## TASK DETAILS
Every record below is to be restated word for word.

Collected data:
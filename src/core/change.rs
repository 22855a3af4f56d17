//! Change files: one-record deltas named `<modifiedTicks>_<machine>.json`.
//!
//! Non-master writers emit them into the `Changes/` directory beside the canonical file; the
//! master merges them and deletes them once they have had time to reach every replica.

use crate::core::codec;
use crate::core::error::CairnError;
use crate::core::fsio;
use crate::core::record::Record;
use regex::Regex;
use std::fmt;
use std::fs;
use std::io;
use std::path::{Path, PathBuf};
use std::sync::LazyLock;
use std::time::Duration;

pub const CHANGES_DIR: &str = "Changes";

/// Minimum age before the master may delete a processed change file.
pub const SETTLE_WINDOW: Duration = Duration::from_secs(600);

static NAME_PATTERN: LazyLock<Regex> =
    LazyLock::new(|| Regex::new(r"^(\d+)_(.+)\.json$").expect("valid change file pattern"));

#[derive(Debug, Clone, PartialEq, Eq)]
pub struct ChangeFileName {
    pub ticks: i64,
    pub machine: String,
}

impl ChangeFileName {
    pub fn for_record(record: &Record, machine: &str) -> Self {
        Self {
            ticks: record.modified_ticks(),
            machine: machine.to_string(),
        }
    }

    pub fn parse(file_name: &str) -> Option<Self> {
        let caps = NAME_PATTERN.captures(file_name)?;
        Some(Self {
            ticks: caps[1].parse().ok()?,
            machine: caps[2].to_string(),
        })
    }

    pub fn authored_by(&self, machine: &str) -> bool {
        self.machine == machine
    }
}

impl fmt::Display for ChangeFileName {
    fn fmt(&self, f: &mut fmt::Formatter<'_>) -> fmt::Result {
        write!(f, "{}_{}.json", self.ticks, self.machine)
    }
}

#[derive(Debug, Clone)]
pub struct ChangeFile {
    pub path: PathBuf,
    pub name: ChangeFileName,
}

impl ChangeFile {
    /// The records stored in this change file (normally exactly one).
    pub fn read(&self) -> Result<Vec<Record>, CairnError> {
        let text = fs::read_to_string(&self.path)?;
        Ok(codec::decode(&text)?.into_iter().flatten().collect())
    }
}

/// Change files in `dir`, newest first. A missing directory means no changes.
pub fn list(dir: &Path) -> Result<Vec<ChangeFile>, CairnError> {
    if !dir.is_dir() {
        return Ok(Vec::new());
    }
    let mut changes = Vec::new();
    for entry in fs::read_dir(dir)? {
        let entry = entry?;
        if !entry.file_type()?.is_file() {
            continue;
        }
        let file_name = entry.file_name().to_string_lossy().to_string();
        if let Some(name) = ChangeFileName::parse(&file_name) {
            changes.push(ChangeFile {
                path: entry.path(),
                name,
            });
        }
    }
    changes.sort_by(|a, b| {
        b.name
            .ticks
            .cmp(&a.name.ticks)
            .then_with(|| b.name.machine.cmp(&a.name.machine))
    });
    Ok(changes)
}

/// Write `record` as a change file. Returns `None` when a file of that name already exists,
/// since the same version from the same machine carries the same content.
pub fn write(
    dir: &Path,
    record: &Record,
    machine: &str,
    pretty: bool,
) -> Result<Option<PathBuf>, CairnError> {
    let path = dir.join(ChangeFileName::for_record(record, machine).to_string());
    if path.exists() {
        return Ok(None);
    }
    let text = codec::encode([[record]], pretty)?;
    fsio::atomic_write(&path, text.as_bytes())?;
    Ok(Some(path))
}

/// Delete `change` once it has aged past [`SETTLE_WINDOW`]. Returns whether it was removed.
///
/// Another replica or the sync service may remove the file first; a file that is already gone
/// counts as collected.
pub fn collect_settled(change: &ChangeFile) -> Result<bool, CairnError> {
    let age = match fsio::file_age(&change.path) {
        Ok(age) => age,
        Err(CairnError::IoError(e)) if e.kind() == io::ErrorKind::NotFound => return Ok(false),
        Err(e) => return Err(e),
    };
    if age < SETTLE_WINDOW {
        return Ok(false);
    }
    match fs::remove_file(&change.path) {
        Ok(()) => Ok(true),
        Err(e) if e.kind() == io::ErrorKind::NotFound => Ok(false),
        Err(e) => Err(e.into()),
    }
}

## RESULT OF THE TASK
filename src/core/change.rs
repository 22855a3af4f56d17
//! Change files: one-record deltas named `<modifiedTicks>_<machine>.json`.
//!
//! Non-master writers emit them into the `Changes/` directory beside the canonical file; the
//! master merges them and deletes them once they have had time to reach every replica.

use crate::core::codec;
use crate::core::error::CairnError;
use crate::core::fsio;
use crate::core::record::Record;
use regex::Regex;
use std::fmt;
use std::fs;
use std::io;
use std::path::{Path, PathBuf};
use std::sync::LazyLock;
use std::time::Duration;

pub const CHANGES_DIR: &str = "Changes";

/// Minimum age before the master may delete a processed change file.
pub const SETTLE_WINDOW: Duration = Duration::from_secs(600);

static NAME_PATTERN: LazyLock<Regex> =
    LazyLock::new(|| Regex::new(r"^(\d+)_(.+)\.json$").expect("valid change file pattern"));

#[derive(Debug, Clone, PartialEq, Eq)]
pub struct ChangeFileName {
    pub ticks: i64,
    pub machine: String,
}

impl ChangeFileName {
    pub fn for_record(record: &Record, machine: &str) -> Self {
        Self {
            ticks: record.modified_ticks(),
            machine: machine.to_string(),
        }
    }

    pub fn parse(file_name: &str) -> Option<Self> {
        let caps = NAME_PATTERN.captures(file_name)?;
        Some(Self {
            ticks: caps[1].parse().ok()?,
            machine: caps[2].to_string(),
        })
    }

    pub fn authored_by(&self, machine: &str) -> bool {
        self.machine == machine
    }
}

impl fmt::Display for ChangeFileName {
    fn fmt(&self, f: &mut fmt::Formatter<'_>) -> fmt::Result {
        write!(f, "{}_{}.json", self.ticks, self.machine)
    }
}

#[derive(Debug, Clone)]
pub struct ChangeFile {
    pub path: PathBuf,
    pub name: ChangeFileName,
}

impl ChangeFile {
    /// The records stored in this change file (normally exactly one).
    pub fn read(&self) -> Result<Vec<Record>, CairnError> {
        let text = fs::read_to_string(&self.path)?;
        Ok(codec::decode(&text)?.into_iter().flatten().collect())
    }
}

/// Change files in `dir`, newest first. A missing directory means no changes.
pub fn list(dir: &Path) -> Result<Vec<ChangeFile>, CairnError> {
    if !dir.is_dir() {
        return Ok(Vec::new());
    }
    let mut changes = Vec::new();
    for entry in fs::read_dir(dir)? {
        let entry = entry?;
        if !entry.file_type()?.is_file() {
            continue;
        }
        let file_name = entry.file_name().to_string_lossy().to_string();
        if let Some(name) = ChangeFileName::parse(&file_name) {
            changes.push(ChangeFile {
                path: entry.path(),
                name,
            });
        }
    }
    changes.sort_by(|a, b| {
        b.name
            .ticks
            .cmp(&a.name.ticks)
            .then_with(|| b.name.machine.cmp(&a.name.machine))
    });
    Ok(changes)
}

/// Write `record` as a change file. Returns `None` when a file of that name already exists,
/// since the same version from the same machine carries the same content.
pub fn write(
    dir: &Path,
    record: &Record,
    machine: &str,
    pretty: bool,
) -> Result<Option<PathBuf>, CairnError> {
    let path = dir.join(ChangeFileName::for_record(record, machine).to_string());
    if path.exists() {
        return Ok(None);
    }
    let text = codec::encode([[record]], pretty)?;
    fsio::atomic_write(&path, text.as_bytes())?;
    Ok(Some(path))
}

/// Delete `change` once it has aged past [`SETTLE_WINDOW`]. Returns whether it was removed.
///
/// Another replica or the sync service may remove the file first; a file that is already gone
/// counts as collected.
pub fn collect_settled(change: &ChangeFile) -> Result<bool, CairnError> {
    let age = match fsio::file_age(&change.path) {
        Ok(age) => age,
        Err(CairnError::IoError(e)) if e.kind() == io::ErrorKind::NotFound => return Ok(false),
        Err(e) => return Err(e),
    };
    if age < SETTLE_WINDOW {
        return Ok(false);
    }
    match fs::remove_file(&change.path) {
        Ok(()) => Ok(true),
        Err(e) if e.kind() == io::ErrorKind::NotFound => Ok(false),
        Err(e) => Err(e.into()),
    }
}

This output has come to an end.